[INPUT DATA — start]
//! Frozen word dictionary for transfer codes. Must be identical across every
//! instance of this crate that needs to interoperate on human-shared codes.

pub const DICTIONARY: &[&str] = &[
    "anchor", "badger", "canyon", "delta", "ember", "falcon", "glacier", "harbor",
    "indigo", "jasper", "kindle", "lumen", "meadow", "nectar", "onyx", "pebble",
    "quartz", "raven", "summit", "timber", "umbra", "velvet", "willow", "zephyr",
];

/// Uniform `"<num>-<word>-<word>"` transfer code, per the frozen dictionary.
/// Collisions are tolerated; the sender address disambiguates on receive.
pub fn generate_code() -> String {
    use rand::Rng;
    let mut rng = rand::rngs::OsRng;
    let num: u32 = rng.gen_range(0..100);
    let w1 = DICTIONARY[rng.gen_range(0..DICTIONARY.len())];
    let w2 = DICTIONARY[rng.gen_range(0..DICTIONARY.len())];
    format!("{num}-{w1}-{w2}")
}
[INPUT DATA — finish]
DIRECTIONS FOR THIS TASK: Go through the listing above and pull out each line containing the word "transfer".

ANSWER:
//! Frozen word dictionary for transfer codes. Must be identical across every
/// Uniform `"<num>-<word>-<word>"` transfer code, per the frozen dictionary.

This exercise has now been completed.